I was dismayed to flip through some of the others and be confronted by more free verse than music, though. So I grabbed a poem whose whole purpose was music. And sighed in relief because it is still singing.

I had wanted to use Carrie Jerrell’s “The Poet Prays to the 9mm under the Driver’s Seat” because that, too, still sings, but it’s a song I couldn’t figure out how to preface with a trigger warning, because it seemed like the sort of thing, because of its excellence in embodying its subject, to need one. So I put Jerrell’s book back on the shelf.

This morning I picked up half a dozen books, flipped through, following the dog-eared pages that signified past pleasure, and nearly lost it. Because I had lost it: these poems no longer sang. There was still wit, and some of them, even the beloved one that has been a touchstone for a decade, still resounded in a line or two, but the emotion that had made me bend the page was no longer there.

No longer there in the poem? No longer there in me?

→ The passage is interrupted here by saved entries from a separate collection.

//! # Textmode
//! A console driver for the x86 VGA text mode buffer.
//!
//! The screen is an 80x25 grid of cells living at physical address `0xB8000`.
//! Every cell holds a code page 437 glyph index and a color attribute. This crate
//! keeps track of a cursor and a color over that grid and turns a byte stream into
//! cell writes.
//!
//! ## Code organization
//! * [`vga::color`] - the 16 color palette and the packed attribute byte.
//! * [`vga::buffer`] - the memory mapped grid and the cell access trait.
//! * [`vga::writer`] - cursor, wrapping and scrolling policy.
//! * [`vga::cursor`] - the blinking hardware cursor.
//! * [`logger`] - a `log` backend printing to the console.
//!
//! **Notes**: <https://wiki.osdev.org/Text_UI>

#![cfg_attr(not(test), no_std)]

pub mod logger;
pub mod vga;

pub use vga::buffer::{Buffer, ScreenChar, TextBuffer, BUFFER_HEIGHT, BUFFER_WIDTH};
pub use vga::color::{Color, ColorCode};
pub use vga::writer::{WrapMode, Writer};
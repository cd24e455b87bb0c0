use static_assertions::{assert_eq_size, const_assert_eq};
use volatile::Volatile;

use super::color::ColorCode;

pub const BUFFER_HEIGHT: usize = 25;
pub const BUFFER_WIDTH: usize = 80;

/// Physical address of the colour text mode buffer.
pub const VGA_BUFFER_ADDRESS: usize = 0xB8000;

#[derive(Debug, Clone, Copy, PartialEq, Eq)]
#[repr(C)]
pub struct ScreenChar {
    pub character: u8,
    pub color_code: ColorCode,
}

impl ScreenChar {
    #[inline]
    pub const fn new(character: u8, color_code: ColorCode) -> Self {
        Self {
            character,
            color_code,
        }
    }

    /// A space drawn with `color_code`.
    #[inline]
    pub const fn blank(color_code: ColorCode) -> Self {
        Self::new(b' ', color_code)
    }

    /// Returns the cell as the hardware sees it: `attribute << 8 | character`.
    #[inline]
    pub const fn to_u16(self) -> u16 {
        (self.color_code.as_u8() as u16) << 8 | self.character as u16
    }
}

impl From<u16> for ScreenChar {
    fn from(value: u16) -> Self {
        Self::new(value as u8, ColorCode::from((value >> 8) as u8))
    }
}

/// The 80x25 grid as laid out in memory, row 0 at the lowest address.
#[repr(transparent)]
pub struct Buffer {
    chars: [[Volatile<ScreenChar>; BUFFER_WIDTH]; BUFFER_HEIGHT],
}

assert_eq_size!(ScreenChar, u16);
const_assert_eq!(
    core::mem::size_of::<Buffer>(),
    BUFFER_WIDTH * BUFFER_HEIGHT * 2
);

impl Buffer {
    /// Aliases the memory at `address` as a text buffer.
    ///
    /// ## Safety
    /// `address` must point to `BUFFER_WIDTH * BUFFER_HEIGHT` cells that stay valid
    /// for `'a` and are not accessed through any other reference meanwhile.
    pub unsafe fn from_raw<'a>(address: usize) -> &'a mut Buffer {
        &mut *(address as *mut Buffer)
    }
}

/// Cell level access to a text grid.
///
/// This is the only thing the [`Writer`](super::writer::Writer) needs from a
/// display, so the cursor logic does not care whether the cells are real VGA
/// memory or something else.
pub trait TextBuffer {
    /// Stores `cell` at `(row, col)`. Out of range positions are ignored.
    fn write_cell(&mut self, row: usize, col: usize, cell: ScreenChar);

    /// Loads the cell at `(row, col)`, or `None` if the position is off screen.
    fn read_cell(&self, row: usize, col: usize) -> Option<ScreenChar>;
}

impl TextBuffer for Buffer {
    fn write_cell(&mut self, row: usize, col: usize, cell: ScreenChar) {
        if let Some(slot) = self.chars.get_mut(row).and_then(|line| line.get_mut(col)) {
            slot.write(cell);
        }
    }

    fn read_cell(&self, row: usize, col: usize) -> Option<ScreenChar> {
        self.chars
            .get(row)
            .and_then(|line| line.get(col))
            .map(|slot| slot.read())
    }
}

impl<B: TextBuffer + ?Sized> TextBuffer for &mut B {
    #[inline]
    fn write_cell(&mut self, row: usize, col: usize, cell: ScreenChar) {
        (**self).write_cell(row, col, cell)
    }

    #[inline]
    fn read_cell(&self, row: usize, col: usize) -> Option<ScreenChar> {
        (**self).read_cell(row, col)
    }
}
use core::fmt;

use super::buffer::{ScreenChar, TextBuffer, BUFFER_HEIGHT, BUFFER_WIDTH};
use super::color::ColorCode;

/// What to do once the cursor runs past the last row.
#[derive(Debug, Clone, Copy, PartialEq, Eq, Default)]
pub enum WrapMode {
    /// Jump back to the top left cell and keep writing over the old content.
    #[default]
    Overwrite,
    /// Move every row up by one and continue on a blank last row.
    Scroll,
}

/// Tracks the cursor and the current color over a text grid.
///
/// The writer never fails. Every byte is accepted and the cursor is always
/// inside the grid once a method returns.
pub struct Writer<B: TextBuffer> {
    column_position: usize,
    row_position: usize,
    color_code: ColorCode,
    wrap_mode: WrapMode,
    buffer: B,
}

impl<B: TextBuffer> Writer<B> {
    /// Creates a writer over `buffer` with the cursor in the top left corner.
    ///
    /// The buffer is not touched until [`Writer::initialize`] is called.
    #[inline]
    pub fn new(buffer: B) -> Self {
        Self::with_wrap_mode(buffer, WrapMode::Overwrite)
    }

    #[inline]
    pub fn with_wrap_mode(buffer: B, wrap_mode: WrapMode) -> Self {
        Self {
            column_position: 0,
            row_position: 0,
            color_code: ColorCode::DEFAULT,
            wrap_mode,
            buffer,
        }
    }

    /// Resets the color to the default, homes the cursor and blanks every cell.
    pub fn initialize(&mut self) {
        self.color_code = ColorCode::DEFAULT;
        self.clear_screen();
    }

    /// Blanks every cell with the current color and homes the cursor.
    pub fn clear_screen(&mut self) {
        for row in 0..BUFFER_HEIGHT {
            self.clear_row(row);
        }

        self.column_position = 0;
        self.row_position = 0;
    }

    pub fn put_char(&mut self, byte: u8) {
        match byte {
            b'\n' => self.new_line(),

            byte => {
                let cell = ScreenChar::new(byte, self.color_code);

                self.write_cell(self.row_position, self.column_position, cell);
                self.column_position += 1;

                if self.column_position >= BUFFER_WIDTH {
                    self.new_line();
                }
            }
        }

        if self.row_position >= BUFFER_HEIGHT {
            match self.wrap_mode {
                WrapMode::Overwrite => {
                    self.column_position = 0;
                    self.row_position = 0;
                }

                WrapMode::Scroll => self.scroll_up(),
            }
        }
    }

    /// Writes `bytes` up to, but not including, the first NUL byte.
    pub fn print(&mut self, bytes: &[u8]) {
        for &byte in bytes.iter().take_while(|&&byte| byte != b'\0') {
            self.put_char(byte);
        }
    }

    /// Writes every byte of `string`. Bytes outside of ASCII show up as the
    /// code page 437 glyph with the same number.
    pub fn write_string(&mut self, string: &str) {
        for byte in string.bytes() {
            self.put_char(byte);
        }
    }

    /// Moves every row up by one and blanks the last row. The cursor follows
    /// the text and is left on the last row.
    pub fn scroll_up(&mut self) {
        for row in 1..BUFFER_HEIGHT {
            for col in 0..BUFFER_WIDTH {
                if let Some(cell) = self.buffer.read_cell(row, col) {
                    self.write_cell(row - 1, col, cell);
                }
            }
        }

        self.clear_row(BUFFER_HEIGHT - 1);
        self.row_position = self.row_position.saturating_sub(1).min(BUFFER_HEIGHT - 1);
    }

    #[inline]
    pub fn set_color(&mut self, color_code: ColorCode) {
        self.color_code = color_code;
    }

    #[inline]
    pub fn color(&self) -> ColorCode {
        self.color_code
    }

    #[inline]
    pub fn set_wrap_mode(&mut self, wrap_mode: WrapMode) {
        self.wrap_mode = wrap_mode;
    }

    #[inline]
    pub fn wrap_mode(&self) -> WrapMode {
        self.wrap_mode
    }

    /// Returns the cursor as `(column, row)`.
    #[inline]
    pub fn cursor(&self) -> (usize, usize) {
        (self.column_position, self.row_position)
    }

    #[inline]
    pub fn buffer(&self) -> &B {
        &self.buffer
    }

    fn new_line(&mut self) {
        self.column_position = 0;
        self.row_position += 1;
    }

    fn clear_row(&mut self, row: usize) {
        let blank = ScreenChar::blank(self.color_code);

        for col in 0..BUFFER_WIDTH {
            self.write_cell(row, col, blank);
        }
    }

    fn write_cell(&mut self, row: usize, col: usize, cell: ScreenChar) {
        if row < BUFFER_HEIGHT && col < BUFFER_WIDTH {
            self.buffer.write_cell(row, col, cell);
        }
    }
}

impl<B: TextBuffer> fmt::Write for Writer<B> {
    fn write_str(&mut self, string: &str) -> fmt::Result {
        self.write_string(string);

        Ok(())
    }
}
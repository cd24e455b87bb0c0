//! Hardware text mode colors.

use bit_field::BitField;

/// The 16 entry palette of the VGA text mode.
#[derive(Debug, Clone, Copy, PartialEq, Eq)]
#[repr(u8)]
pub enum Color {
    Black = 0,
    Blue = 1,
    Green = 2,
    Cyan = 3,
    Red = 4,
    Magenta = 5,
    Brown = 6,
    LightGrey = 7,
    DarkGrey = 8,
    LightBlue = 9,
    LightGreen = 10,
    LightCyan = 11,
    LightRed = 12,
    LightMagenta = 13,
    LightBrown = 14,
    White = 15,
}

impl Color {
    /// Returns the palette entry for the low nibble of `value`.
    pub const fn from_nibble(value: u8) -> Self {
        match value & 0xF {
            0 => Color::Black,
            1 => Color::Blue,
            2 => Color::Green,
            3 => Color::Cyan,
            4 => Color::Red,
            5 => Color::Magenta,
            6 => Color::Brown,
            7 => Color::LightGrey,
            8 => Color::DarkGrey,
            9 => Color::LightBlue,
            10 => Color::LightGreen,
            11 => Color::LightCyan,
            12 => Color::LightRed,
            13 => Color::LightMagenta,
            14 => Color::LightBrown,
            _ => Color::White,
        }
    }
}

/// An attribute byte: background in bits 4..8, foreground in bits 0..4.
#[derive(Debug, Clone, Copy, PartialEq, Eq)]
#[repr(transparent)]
pub struct ColorCode(u8);

impl ColorCode {
    /// Light green on black.
    pub const DEFAULT: ColorCode = ColorCode::new(Color::LightGreen, Color::Black);

    #[inline]
    pub const fn new(foreground: Color, background: Color) -> Self {
        Self((background as u8) << 4 | (foreground as u8))
    }

    #[inline]
    pub fn foreground(self) -> Color {
        Color::from_nibble(self.0.get_bits(0..4))
    }

    #[inline]
    pub fn background(self) -> Color {
        Color::from_nibble(self.0.get_bits(4..8))
    }

    pub fn set_foreground(&mut self, color: Color) {
        self.0.set_bits(0..4, color as u8);
    }

    pub fn set_background(&mut self, color: Color) {
        self.0.set_bits(4..8, color as u8);
    }

    #[inline]
    pub const fn as_u8(self) -> u8 {
        self.0
    }
}

impl Default for ColorCode {
    fn default() -> Self {
        Self::DEFAULT
    }
}

impl From<u8> for ColorCode {
    fn from(value: u8) -> Self {
        Self(value)
    }
}

#[cfg(test)]
mod tests {
    use super::*;

    #[test]
    fn default_is_light_green_on_black() {
        assert_eq!(ColorCode::default().as_u8(), 0x0A);
        assert_eq!(ColorCode::DEFAULT.foreground(), Color::LightGreen);
        assert_eq!(ColorCode::DEFAULT.background(), Color::Black);
    }

    #[test]
    fn background_goes_in_the_high_nibble() {
        let code = ColorCode::new(Color::White, Color::Blue);
        assert_eq!(code.as_u8(), 0x1F);

        let code = ColorCode::new(Color::Black, Color::LightBrown);
        assert_eq!(code.as_u8(), 0xE0);
    }

    #[test]
    fn nibbles_are_set_independently() {
        let mut code = ColorCode::new(Color::Red, Color::Cyan);

        code.set_foreground(Color::White);
        assert_eq!(code.foreground(), Color::White);
        assert_eq!(code.background(), Color::Cyan);

        code.set_background(Color::Black);
        assert_eq!(code.foreground(), Color::White);
        assert_eq!(code.background(), Color::Black);
        assert_eq!(code.as_u8(), 0x0F);
    }

    #[test]
    fn every_nibble_maps_back_to_its_color() {
        for value in 0..16u8 {
            assert_eq!(Color::from_nibble(value) as u8, value);
        }
    }
}
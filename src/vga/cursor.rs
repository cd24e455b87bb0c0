//! The blinking hardware cursor, driven through the CRT controller.
//!
//! **Notes**: <https://wiki.osdev.org/Text_Mode_Cursor>

use super::buffer::BUFFER_WIDTH;

#[cfg_attr(not(target_arch = "x86_64"), allow(dead_code))]
const CRTC_INDEX_PORT: u16 = 0x3D4;
#[cfg_attr(not(target_arch = "x86_64"), allow(dead_code))]
const CRTC_DATA_PORT: u16 = 0x3D5;

const CURSOR_START: u8 = 0x0A;
const CURSOR_END: u8 = 0x0B;
const CURSOR_LOCATION_HIGH: u8 = 0x0E;
const CURSOR_LOCATION_LOW: u8 = 0x0F;

/// Scanlines covered by the cursor: a two line underline in a 16 line cell.
const SCANLINE_START: u8 = 14;
const SCANLINE_END: u8 = 15;

/// Linear cell index the CRT controller expects for `(col, row)`.
#[inline]
pub const fn position(col: usize, row: usize) -> u16 {
    (row * BUFFER_WIDTH + col) as u16
}

/// Turns the cursor on and sets its shape.
pub fn enable() {
    write_register(CURSOR_START, SCANLINE_START);
    write_register(CURSOR_END, SCANLINE_END);
}

/// Moves the cursor to `(col, row)`.
pub fn update(col: usize, row: usize) {
    let [low, high] = position(col, row).to_le_bytes();

    write_register(CURSOR_LOCATION_LOW, low);
    write_register(CURSOR_LOCATION_HIGH, high);
}

#[cfg(target_arch = "x86_64")]
fn write_register(index: u8, value: u8) {
    use x86_64::instructions::port::Port;

    let mut index_port = Port::<u8>::new(CRTC_INDEX_PORT);
    let mut data_port = Port::<u8>::new(CRTC_DATA_PORT);

    unsafe {
        index_port.write(index);
        data_port.write(value);
    }
}

#[cfg(not(target_arch = "x86_64"))]
fn write_register(_index: u8, _value: u8) {}

#[cfg(test)]
mod tests {
    use super::*;
    use crate::vga::buffer::BUFFER_HEIGHT;

    #[test]
    fn position_is_row_major() {
        assert_eq!(position(0, 0), 0);
        assert_eq!(position(2, 0), 2);
        assert_eq!(position(0, 2), 160);
        assert_eq!(
            position(BUFFER_WIDTH - 1, BUFFER_HEIGHT - 1),
            (BUFFER_WIDTH * BUFFER_HEIGHT - 1) as u16
        );
    }

    #[test]
    fn position_splits_into_register_bytes() {
        let [low, high] = position(79, 24).to_le_bytes();
        assert_eq!((low, high), (0xCF, 0x07));
    }
}
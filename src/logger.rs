//! A `log` backend that prints records on the VGA console.
//!
//! Every record is rendered as `[ LEVEL ] message` with the level tag colored
//! after its severity.

use core::fmt::Write;

use log::{Level, LevelFilter, Metadata, Record, SetLoggerError};

use crate::vga::{self, buffer::TextBuffer, color::*, writer::Writer};

pub static LOGGER: ConsoleLogger = ConsoleLogger;

pub struct ConsoleLogger;

impl log::Log for ConsoleLogger {
    fn enabled(&self, metadata: &Metadata) -> bool {
        metadata.level() <= log::max_level()
    }

    fn log(&self, record: &Record) {
        if self.enabled(record.metadata()) {
            vga::with_writer(|writer| render(writer, record));
        }
    }

    fn flush(&self) {}
}

const BRACKET_COLOR: ColorCode = ColorCode::new(Color::White, Color::Black);

fn level_color(level: Level) -> ColorCode {
    let foreground = match level {
        Level::Error => Color::LightRed,
        Level::Warn => Color::LightBrown,
        Level::Info => Color::LightGreen,
        Level::Debug => Color::LightCyan,
        Level::Trace => Color::DarkGrey,
    };

    ColorCode::new(foreground, Color::Black)
}

/// Writes `record` as one console line, leaving the writer's color as it was.
pub fn render<B: TextBuffer>(writer: &mut Writer<B>, record: &Record) {
    let color = writer.color();

    writer.set_color(BRACKET_COLOR);
    writer.write_string("[ ");

    writer.set_color(level_color(record.level()));
    let _ = write!(writer, "{:<5}", record.level());

    writer.set_color(BRACKET_COLOR);
    let _ = writeln!(writer, " ] {}", record.args());

    writer.set_color(color);
}

/// Installs the console logger and lets records up to `level` through.
pub fn init(level: LevelFilter) -> Result<(), SetLoggerError> {
    log::set_logger(&LOGGER)?;
    log::set_max_level(level);

    Ok(())
}

#[cfg(test)]
mod tests {
    use super::*;
    use crate::vga::buffer::{ScreenChar, BUFFER_HEIGHT, BUFFER_WIDTH};

    struct Grid([[ScreenChar; BUFFER_WIDTH]; BUFFER_HEIGHT]);

    impl TextBuffer for Grid {
        fn write_cell(&mut self, row: usize, col: usize, cell: ScreenChar) {
            self.0[row][col] = cell;
        }

        fn read_cell(&self, row: usize, col: usize) -> Option<ScreenChar> {
            self.0.get(row).and_then(|line| line.get(col)).copied()
        }
    }

    fn writer() -> Writer<Grid> {
        let mut writer = Writer::new(Grid(
            [[ScreenChar::blank(ColorCode::DEFAULT); BUFFER_WIDTH]; BUFFER_HEIGHT],
        ));
        writer.initialize();
        writer
    }

    fn row_text(writer: &Writer<Grid>, row: usize) -> String {
        let text: String = writer.buffer().0[row]
            .iter()
            .map(|cell| cell.character as char)
            .collect();

        text.trim_end().to_string()
    }

    #[test]
    fn renders_level_tag_and_message() {
        let mut writer = writer();

        render(
            &mut writer,
            &Record::builder()
                .args(format_args!("Loaded console"))
                .level(Level::Info)
                .build(),
        );

        assert_eq!(row_text(&writer, 0), "[ INFO  ] Loaded console");
        assert_eq!(writer.cursor(), (0, 1));
    }

    #[test]
    fn colors_only_the_level_tag() {
        let mut writer = writer();

        render(
            &mut writer,
            &Record::builder()
                .args(format_args!("disk {} missing", 0))
                .level(Level::Error)
                .build(),
        );

        let cells = &writer.buffer().0[0];
        assert_eq!(cells[0].color_code, BRACKET_COLOR);
        assert_eq!(cells[2].character, b'E');
        assert_eq!(cells[2].color_code, level_color(Level::Error));
        assert_eq!(cells[6].color_code, level_color(Level::Error));
        assert_eq!(cells[8].character, b']');
        assert_eq!(cells[8].color_code, BRACKET_COLOR);
    }

    #[test]
    fn restores_the_previous_color() {
        let mut writer = writer();
        let custom = ColorCode::new(Color::Magenta, Color::Cyan);
        writer.set_color(custom);

        render(
            &mut writer,
            &Record::builder()
                .args(format_args!("careful"))
                .level(Level::Warn)
                .build(),
        );

        assert_eq!(writer.color(), custom);
        assert_eq!(row_text(&writer, 0), "[ WARN  ] careful");
    }

    #[test]
    fn levels_have_distinct_colors() {
        let levels = [
            Level::Error,
            Level::Warn,
            Level::Info,
            Level::Debug,
            Level::Trace,
        ];

        for (i, a) in levels.iter().enumerate() {
            for b in &levels[i + 1..] {
                assert_ne!(level_color(*a), level_color(*b));
            }
        }
    }
}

Speaking of dog-eared, there’s a page (133) in Wendy Lesser’s The Amateur (New York: Pantheon, 1999) that received that treatment a decade or so ago. It came to mind during the recent discussions about a Sherman Alexie selection for Best American Poetry. Lesser writes about serving on a NEA fellowship selection committee with a middle-aged black woman poet:

On the starting day of the panel, when this woman first entered the room–forty-five minutes late, nearly six feet tall, and wearing a hat and cape of indescribable complexity–I shivered with anxiety. Oh, no, I thought, she’s going to derail the whole process with some kind of endless political rhetoric. (Coming from Berkeley makes you prone to anxiety attacaks like these.) As it turned out, she was one of the best, fairest, and most intelligent panelists I have ever served with, but she was scary. She had, she confided to me on one of our lunch breaks, been thrown out of her high school for telling a bunch of the other girls that she was really an alien from another planet–and making them believe it. This story made sense to me after I saw her in action on the panel. …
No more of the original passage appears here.